* _PROVIDED RECORDS_

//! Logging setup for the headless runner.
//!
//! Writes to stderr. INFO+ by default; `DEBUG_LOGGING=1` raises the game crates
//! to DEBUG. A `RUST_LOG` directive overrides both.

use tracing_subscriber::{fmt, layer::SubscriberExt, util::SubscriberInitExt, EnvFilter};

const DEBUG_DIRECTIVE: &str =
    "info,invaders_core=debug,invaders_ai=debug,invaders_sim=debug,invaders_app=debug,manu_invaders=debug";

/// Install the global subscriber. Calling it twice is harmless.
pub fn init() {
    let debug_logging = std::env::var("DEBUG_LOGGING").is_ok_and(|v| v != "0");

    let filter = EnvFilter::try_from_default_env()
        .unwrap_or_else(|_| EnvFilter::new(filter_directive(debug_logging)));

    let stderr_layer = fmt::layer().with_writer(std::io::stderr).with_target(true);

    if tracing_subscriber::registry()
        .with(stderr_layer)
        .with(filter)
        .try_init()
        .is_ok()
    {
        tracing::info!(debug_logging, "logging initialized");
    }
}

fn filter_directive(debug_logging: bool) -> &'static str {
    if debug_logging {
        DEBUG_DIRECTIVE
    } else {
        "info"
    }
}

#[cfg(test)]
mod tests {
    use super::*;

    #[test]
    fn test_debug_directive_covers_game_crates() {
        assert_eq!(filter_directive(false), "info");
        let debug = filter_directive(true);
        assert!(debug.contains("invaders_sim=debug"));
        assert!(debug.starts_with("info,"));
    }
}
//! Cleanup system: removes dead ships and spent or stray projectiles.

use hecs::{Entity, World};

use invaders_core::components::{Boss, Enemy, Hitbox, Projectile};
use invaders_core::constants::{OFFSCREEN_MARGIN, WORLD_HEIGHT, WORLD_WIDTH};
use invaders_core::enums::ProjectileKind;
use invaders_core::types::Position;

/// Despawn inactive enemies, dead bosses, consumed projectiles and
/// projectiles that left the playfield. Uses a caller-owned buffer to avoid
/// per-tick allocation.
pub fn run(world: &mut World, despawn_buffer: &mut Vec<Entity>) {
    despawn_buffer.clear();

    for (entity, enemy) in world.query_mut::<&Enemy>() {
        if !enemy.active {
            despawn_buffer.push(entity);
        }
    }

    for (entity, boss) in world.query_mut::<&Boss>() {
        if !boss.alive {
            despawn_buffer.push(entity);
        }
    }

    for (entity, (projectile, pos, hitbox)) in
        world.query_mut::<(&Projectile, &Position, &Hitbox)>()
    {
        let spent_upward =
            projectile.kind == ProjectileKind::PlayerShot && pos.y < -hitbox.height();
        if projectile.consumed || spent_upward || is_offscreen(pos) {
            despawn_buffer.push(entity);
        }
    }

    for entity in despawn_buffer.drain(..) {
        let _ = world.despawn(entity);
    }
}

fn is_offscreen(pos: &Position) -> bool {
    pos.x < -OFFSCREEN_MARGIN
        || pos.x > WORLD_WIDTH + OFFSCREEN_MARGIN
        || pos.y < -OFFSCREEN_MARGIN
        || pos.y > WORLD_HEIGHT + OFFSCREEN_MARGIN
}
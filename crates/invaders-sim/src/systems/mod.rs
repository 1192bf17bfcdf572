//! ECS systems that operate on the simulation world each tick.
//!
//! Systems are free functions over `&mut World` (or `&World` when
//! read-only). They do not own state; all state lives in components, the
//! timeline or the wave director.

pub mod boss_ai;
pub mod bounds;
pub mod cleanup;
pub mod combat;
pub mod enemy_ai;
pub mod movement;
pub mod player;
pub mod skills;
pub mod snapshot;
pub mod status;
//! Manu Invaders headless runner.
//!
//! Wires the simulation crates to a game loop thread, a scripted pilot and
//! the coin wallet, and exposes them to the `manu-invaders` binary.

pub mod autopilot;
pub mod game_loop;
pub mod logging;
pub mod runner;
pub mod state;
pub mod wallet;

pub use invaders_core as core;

* * *

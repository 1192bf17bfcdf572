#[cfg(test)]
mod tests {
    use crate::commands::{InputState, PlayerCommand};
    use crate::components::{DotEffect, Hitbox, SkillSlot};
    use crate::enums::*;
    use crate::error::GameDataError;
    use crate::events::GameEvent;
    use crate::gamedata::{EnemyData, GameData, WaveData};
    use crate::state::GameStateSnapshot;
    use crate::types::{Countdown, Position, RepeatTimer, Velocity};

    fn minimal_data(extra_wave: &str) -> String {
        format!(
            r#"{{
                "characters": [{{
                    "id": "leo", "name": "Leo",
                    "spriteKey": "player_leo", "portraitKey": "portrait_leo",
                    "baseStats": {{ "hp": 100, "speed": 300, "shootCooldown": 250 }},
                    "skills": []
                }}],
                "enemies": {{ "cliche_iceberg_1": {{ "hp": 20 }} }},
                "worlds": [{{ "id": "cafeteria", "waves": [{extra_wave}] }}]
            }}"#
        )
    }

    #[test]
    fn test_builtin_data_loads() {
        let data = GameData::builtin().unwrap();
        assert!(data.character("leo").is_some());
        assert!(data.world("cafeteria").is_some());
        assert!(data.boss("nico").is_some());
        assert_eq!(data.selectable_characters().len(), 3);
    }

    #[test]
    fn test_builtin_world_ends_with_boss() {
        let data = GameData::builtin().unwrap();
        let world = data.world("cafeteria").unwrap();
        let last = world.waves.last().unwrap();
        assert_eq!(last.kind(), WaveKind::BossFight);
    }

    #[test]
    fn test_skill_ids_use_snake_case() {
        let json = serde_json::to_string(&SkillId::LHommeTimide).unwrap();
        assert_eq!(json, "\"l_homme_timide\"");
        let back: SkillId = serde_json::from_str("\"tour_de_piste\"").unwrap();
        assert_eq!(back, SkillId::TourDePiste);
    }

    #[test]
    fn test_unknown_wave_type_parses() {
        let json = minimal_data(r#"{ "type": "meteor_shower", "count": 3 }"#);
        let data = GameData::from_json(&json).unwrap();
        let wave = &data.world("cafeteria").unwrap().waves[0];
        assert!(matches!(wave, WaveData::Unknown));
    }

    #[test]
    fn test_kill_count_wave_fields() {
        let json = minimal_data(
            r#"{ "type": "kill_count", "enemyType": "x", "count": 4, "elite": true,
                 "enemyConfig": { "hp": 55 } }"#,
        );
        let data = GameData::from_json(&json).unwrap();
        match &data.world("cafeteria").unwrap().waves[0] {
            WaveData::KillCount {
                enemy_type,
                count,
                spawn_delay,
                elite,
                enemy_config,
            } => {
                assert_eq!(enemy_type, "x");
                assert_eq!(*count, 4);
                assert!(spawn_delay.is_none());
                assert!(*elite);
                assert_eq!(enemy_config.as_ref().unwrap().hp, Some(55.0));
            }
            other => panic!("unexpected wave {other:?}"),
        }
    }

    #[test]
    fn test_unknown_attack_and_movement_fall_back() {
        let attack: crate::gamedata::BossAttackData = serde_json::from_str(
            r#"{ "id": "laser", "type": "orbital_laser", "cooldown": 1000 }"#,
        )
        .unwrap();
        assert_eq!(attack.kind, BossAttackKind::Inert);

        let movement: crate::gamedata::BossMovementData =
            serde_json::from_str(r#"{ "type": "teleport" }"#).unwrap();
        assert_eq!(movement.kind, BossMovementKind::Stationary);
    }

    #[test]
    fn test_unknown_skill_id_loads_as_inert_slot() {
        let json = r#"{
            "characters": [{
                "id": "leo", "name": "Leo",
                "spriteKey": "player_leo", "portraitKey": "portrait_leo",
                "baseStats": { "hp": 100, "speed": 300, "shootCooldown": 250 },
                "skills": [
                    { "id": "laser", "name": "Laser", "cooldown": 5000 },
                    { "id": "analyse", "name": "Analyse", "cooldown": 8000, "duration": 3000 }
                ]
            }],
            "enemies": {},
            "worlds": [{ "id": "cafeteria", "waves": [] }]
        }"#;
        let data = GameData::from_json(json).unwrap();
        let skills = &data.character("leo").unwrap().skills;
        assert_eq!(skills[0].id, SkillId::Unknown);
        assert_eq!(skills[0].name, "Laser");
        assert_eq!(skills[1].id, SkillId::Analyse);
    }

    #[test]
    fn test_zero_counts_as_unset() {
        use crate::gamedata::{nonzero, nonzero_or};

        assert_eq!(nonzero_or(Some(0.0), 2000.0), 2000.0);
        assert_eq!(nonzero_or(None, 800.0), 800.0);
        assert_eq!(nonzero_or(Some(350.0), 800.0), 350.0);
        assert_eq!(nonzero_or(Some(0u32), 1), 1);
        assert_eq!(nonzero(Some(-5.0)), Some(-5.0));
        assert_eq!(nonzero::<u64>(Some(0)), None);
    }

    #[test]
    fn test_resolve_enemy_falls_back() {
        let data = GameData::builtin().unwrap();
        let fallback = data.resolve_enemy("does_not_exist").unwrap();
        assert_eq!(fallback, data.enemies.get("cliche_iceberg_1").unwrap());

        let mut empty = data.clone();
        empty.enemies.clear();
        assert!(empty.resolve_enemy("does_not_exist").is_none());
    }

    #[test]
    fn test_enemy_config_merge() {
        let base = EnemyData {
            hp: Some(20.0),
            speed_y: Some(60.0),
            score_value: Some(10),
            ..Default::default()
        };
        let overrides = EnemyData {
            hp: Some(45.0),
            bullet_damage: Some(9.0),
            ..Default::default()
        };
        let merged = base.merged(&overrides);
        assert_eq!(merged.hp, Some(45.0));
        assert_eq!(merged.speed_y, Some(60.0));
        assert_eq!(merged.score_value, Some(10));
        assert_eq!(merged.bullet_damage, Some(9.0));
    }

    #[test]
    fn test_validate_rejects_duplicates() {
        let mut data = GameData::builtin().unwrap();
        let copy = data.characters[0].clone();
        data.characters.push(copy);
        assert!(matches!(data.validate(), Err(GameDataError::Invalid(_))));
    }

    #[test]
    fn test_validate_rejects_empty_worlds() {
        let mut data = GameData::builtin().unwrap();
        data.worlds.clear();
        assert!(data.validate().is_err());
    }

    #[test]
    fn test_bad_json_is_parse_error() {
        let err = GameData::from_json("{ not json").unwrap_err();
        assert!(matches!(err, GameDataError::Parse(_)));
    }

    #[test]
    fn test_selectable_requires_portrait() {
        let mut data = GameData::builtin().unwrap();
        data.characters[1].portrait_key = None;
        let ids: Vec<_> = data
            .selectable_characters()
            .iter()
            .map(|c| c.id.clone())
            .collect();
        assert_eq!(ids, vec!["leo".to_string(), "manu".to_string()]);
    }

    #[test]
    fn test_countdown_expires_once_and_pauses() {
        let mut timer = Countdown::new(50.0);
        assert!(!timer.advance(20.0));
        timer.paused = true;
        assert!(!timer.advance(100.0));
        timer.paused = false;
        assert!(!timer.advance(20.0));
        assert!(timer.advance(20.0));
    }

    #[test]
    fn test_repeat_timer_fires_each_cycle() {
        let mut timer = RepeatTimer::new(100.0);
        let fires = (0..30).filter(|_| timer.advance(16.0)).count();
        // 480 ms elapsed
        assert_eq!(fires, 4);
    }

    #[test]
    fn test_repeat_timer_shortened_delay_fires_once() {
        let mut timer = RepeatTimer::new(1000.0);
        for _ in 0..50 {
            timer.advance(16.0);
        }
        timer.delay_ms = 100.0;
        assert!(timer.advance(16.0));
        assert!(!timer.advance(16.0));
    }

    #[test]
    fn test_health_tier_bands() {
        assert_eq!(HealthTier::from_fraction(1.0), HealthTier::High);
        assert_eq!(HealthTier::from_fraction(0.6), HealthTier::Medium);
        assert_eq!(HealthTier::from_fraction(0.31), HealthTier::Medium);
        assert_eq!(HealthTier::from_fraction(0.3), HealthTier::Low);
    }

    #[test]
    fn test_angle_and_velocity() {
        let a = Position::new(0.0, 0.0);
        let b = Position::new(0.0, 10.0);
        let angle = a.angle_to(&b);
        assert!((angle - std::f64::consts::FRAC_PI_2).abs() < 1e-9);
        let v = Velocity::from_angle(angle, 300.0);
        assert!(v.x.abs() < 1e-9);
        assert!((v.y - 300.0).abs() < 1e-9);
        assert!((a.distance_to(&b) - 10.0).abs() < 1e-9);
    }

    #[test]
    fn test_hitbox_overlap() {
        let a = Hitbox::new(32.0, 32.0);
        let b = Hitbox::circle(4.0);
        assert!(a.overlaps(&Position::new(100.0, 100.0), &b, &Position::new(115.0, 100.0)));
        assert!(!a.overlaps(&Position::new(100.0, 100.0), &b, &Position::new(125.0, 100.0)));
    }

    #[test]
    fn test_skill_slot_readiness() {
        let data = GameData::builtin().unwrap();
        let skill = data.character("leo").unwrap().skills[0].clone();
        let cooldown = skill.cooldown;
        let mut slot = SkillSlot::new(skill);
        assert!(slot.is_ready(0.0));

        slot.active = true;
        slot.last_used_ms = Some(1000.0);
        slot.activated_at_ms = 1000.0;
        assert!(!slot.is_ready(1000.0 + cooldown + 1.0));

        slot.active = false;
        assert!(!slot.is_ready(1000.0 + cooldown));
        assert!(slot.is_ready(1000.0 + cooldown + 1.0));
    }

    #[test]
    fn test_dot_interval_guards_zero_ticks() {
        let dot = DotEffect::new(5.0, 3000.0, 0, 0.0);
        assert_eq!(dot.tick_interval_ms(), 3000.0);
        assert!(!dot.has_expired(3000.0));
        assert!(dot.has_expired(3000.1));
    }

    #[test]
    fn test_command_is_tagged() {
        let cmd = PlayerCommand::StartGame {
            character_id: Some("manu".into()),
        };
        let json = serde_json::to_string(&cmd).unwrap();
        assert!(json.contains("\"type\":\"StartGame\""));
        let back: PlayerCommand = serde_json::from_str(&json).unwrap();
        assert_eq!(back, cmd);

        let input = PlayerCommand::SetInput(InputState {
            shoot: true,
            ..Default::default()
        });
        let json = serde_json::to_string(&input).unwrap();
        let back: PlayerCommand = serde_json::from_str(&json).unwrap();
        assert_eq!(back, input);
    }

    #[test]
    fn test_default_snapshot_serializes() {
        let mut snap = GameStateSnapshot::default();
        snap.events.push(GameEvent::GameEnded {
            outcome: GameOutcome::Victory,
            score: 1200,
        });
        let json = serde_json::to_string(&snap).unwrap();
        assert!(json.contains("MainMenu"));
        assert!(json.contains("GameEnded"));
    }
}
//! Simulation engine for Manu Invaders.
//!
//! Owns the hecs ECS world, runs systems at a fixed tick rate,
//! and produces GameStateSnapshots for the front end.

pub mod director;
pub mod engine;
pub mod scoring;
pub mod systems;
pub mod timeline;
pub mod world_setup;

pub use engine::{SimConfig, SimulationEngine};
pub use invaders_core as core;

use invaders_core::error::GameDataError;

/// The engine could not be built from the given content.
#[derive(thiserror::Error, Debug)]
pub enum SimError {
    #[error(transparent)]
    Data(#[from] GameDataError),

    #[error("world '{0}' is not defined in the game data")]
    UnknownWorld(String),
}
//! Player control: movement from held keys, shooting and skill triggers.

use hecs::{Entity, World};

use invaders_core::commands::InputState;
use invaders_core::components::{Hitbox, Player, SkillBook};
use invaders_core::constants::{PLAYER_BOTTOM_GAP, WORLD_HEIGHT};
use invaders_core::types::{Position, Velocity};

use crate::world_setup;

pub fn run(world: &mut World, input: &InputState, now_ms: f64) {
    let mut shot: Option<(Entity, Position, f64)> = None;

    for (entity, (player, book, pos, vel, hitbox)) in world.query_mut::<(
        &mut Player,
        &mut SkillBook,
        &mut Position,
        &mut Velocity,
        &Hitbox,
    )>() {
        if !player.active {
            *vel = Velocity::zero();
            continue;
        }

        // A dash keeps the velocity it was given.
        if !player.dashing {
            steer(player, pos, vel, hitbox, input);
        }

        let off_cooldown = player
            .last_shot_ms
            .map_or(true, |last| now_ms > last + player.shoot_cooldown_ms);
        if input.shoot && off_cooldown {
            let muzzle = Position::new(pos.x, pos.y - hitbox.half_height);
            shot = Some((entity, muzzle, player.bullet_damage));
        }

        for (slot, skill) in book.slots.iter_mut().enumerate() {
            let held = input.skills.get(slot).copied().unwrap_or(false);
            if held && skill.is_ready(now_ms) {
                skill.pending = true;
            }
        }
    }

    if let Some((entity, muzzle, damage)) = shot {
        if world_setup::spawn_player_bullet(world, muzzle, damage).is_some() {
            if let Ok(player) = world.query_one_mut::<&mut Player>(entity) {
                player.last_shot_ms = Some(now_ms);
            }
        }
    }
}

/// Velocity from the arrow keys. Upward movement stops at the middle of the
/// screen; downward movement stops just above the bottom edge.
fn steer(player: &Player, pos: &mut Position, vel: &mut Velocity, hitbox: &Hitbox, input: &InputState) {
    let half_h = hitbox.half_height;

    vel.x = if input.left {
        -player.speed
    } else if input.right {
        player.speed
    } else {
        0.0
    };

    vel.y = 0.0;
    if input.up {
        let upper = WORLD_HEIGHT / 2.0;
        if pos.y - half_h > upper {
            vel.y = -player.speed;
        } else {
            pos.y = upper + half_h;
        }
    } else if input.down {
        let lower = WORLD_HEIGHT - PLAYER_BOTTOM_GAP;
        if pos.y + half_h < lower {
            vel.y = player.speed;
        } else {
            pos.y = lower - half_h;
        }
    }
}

* _TASK TO CARRY OUT_
Go line by line through the records and copy those that contain the word "upper".

* _TASK RESULT_
        let upper = WORLD_HEIGHT / 2.0;
        if pos.y - half_h > upper {
            pos.y = upper + half_h;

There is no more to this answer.